● **Record set**
*** Begin section ***

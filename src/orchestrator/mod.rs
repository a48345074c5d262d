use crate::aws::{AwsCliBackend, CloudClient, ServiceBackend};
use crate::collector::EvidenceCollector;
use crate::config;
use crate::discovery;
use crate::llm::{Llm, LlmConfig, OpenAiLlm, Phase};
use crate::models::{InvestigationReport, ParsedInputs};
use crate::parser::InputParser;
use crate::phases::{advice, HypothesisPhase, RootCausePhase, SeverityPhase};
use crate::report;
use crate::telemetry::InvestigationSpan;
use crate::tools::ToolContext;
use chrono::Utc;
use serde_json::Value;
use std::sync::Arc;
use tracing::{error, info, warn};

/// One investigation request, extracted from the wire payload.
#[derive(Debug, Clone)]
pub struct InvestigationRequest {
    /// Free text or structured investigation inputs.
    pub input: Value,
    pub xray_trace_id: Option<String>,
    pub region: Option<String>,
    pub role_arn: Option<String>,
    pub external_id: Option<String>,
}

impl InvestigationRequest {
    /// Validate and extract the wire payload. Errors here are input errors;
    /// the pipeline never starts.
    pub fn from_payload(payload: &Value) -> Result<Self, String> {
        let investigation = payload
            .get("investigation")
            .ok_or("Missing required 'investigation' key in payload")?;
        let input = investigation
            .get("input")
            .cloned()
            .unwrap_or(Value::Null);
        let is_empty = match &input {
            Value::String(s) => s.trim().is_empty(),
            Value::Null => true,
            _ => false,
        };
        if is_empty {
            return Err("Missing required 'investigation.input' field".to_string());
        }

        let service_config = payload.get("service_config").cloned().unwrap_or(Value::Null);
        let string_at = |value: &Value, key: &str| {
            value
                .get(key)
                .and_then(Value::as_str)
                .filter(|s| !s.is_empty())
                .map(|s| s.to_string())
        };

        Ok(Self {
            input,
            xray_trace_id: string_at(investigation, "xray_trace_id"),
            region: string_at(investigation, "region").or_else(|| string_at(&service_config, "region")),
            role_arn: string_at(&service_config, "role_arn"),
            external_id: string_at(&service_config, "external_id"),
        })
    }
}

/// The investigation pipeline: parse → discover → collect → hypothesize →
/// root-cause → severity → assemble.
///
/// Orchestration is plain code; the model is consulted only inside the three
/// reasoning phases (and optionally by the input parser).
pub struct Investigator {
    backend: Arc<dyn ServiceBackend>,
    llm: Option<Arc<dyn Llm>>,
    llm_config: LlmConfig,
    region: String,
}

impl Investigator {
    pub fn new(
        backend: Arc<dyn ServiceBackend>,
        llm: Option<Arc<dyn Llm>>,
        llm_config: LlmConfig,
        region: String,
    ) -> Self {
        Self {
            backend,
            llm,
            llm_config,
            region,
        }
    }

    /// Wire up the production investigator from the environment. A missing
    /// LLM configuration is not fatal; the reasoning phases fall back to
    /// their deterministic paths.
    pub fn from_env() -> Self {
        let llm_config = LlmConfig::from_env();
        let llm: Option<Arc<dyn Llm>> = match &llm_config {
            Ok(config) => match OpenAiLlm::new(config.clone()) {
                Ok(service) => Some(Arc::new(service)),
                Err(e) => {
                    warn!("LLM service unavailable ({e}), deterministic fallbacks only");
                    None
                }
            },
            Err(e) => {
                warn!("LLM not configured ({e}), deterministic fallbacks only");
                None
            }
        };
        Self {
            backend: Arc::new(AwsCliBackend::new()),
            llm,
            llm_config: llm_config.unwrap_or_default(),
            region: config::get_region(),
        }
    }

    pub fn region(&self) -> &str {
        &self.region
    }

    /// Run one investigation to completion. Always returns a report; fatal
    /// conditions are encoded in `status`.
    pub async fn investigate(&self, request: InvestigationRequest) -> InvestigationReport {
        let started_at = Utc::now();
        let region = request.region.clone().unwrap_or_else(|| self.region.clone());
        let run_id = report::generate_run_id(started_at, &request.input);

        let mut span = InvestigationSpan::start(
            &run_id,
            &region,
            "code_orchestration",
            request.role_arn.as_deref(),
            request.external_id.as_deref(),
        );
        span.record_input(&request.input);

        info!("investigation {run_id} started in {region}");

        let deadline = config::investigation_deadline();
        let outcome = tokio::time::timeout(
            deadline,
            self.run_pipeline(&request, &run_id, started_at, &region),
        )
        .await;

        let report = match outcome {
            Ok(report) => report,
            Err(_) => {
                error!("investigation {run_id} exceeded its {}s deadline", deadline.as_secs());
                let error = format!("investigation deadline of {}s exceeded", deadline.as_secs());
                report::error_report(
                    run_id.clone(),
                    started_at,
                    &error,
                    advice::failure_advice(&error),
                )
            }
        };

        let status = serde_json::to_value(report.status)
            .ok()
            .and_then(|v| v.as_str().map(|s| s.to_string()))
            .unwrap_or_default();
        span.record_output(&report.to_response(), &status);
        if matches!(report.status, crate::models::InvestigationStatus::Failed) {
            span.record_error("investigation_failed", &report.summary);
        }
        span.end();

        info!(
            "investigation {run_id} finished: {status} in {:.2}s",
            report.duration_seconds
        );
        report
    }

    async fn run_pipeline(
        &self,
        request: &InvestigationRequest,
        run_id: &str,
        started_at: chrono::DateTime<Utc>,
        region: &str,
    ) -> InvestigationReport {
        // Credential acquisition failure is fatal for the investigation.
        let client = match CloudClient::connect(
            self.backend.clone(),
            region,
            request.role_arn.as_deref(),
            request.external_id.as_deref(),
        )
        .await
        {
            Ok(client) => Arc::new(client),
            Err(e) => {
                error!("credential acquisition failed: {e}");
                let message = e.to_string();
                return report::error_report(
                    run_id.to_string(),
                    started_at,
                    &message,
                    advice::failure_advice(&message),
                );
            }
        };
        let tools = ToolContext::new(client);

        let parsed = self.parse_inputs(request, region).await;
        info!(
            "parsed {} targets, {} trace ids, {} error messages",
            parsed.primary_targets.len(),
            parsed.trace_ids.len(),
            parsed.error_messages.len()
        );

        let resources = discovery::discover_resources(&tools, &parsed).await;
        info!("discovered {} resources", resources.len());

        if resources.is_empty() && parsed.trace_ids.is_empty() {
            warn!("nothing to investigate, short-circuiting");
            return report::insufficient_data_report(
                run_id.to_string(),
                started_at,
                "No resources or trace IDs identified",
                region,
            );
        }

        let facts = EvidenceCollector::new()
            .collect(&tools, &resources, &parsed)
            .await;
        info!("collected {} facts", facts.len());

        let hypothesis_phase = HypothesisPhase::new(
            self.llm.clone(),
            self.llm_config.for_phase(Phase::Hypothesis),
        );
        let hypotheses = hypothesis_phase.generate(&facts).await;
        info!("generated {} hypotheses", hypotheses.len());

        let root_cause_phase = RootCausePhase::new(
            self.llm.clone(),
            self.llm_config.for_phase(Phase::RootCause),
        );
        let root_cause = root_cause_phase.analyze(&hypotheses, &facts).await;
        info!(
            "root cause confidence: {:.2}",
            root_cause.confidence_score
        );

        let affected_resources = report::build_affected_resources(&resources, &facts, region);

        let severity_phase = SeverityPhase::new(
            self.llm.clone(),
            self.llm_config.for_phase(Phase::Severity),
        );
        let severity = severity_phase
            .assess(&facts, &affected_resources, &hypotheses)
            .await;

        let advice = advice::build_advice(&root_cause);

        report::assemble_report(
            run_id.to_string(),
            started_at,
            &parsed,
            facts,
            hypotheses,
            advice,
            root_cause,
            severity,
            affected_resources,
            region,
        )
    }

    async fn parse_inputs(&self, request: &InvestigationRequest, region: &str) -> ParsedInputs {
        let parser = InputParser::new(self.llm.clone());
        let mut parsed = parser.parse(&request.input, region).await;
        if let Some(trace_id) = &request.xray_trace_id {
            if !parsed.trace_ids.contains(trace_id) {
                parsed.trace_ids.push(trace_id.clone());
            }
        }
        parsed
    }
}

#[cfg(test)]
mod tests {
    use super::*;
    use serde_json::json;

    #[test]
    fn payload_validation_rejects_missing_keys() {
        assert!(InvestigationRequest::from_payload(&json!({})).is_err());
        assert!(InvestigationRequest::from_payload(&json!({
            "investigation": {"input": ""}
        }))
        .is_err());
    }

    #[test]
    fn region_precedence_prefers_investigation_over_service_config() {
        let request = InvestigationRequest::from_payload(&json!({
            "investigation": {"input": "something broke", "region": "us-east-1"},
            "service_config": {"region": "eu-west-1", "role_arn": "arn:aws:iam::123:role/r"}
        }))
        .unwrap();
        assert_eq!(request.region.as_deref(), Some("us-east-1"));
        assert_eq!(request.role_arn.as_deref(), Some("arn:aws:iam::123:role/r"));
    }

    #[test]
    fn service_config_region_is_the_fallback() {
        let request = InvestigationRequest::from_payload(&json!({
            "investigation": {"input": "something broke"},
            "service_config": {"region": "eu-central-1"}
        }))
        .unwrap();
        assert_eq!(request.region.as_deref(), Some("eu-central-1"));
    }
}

*** End section ***

Could you copy every line from the records that has "facts" in it?

        let facts = EvidenceCollector::new()
        info!("collected {} facts", facts.len());
        let hypotheses = hypothesis_phase.generate(&facts).await;
        let root_cause = root_cause_phase.analyze(&hypotheses, &facts).await;
        let affected_resources = report::build_affected_resources(&resources, &facts, region);
            .assess(&facts, &affected_resources, &hypotheses)
            facts,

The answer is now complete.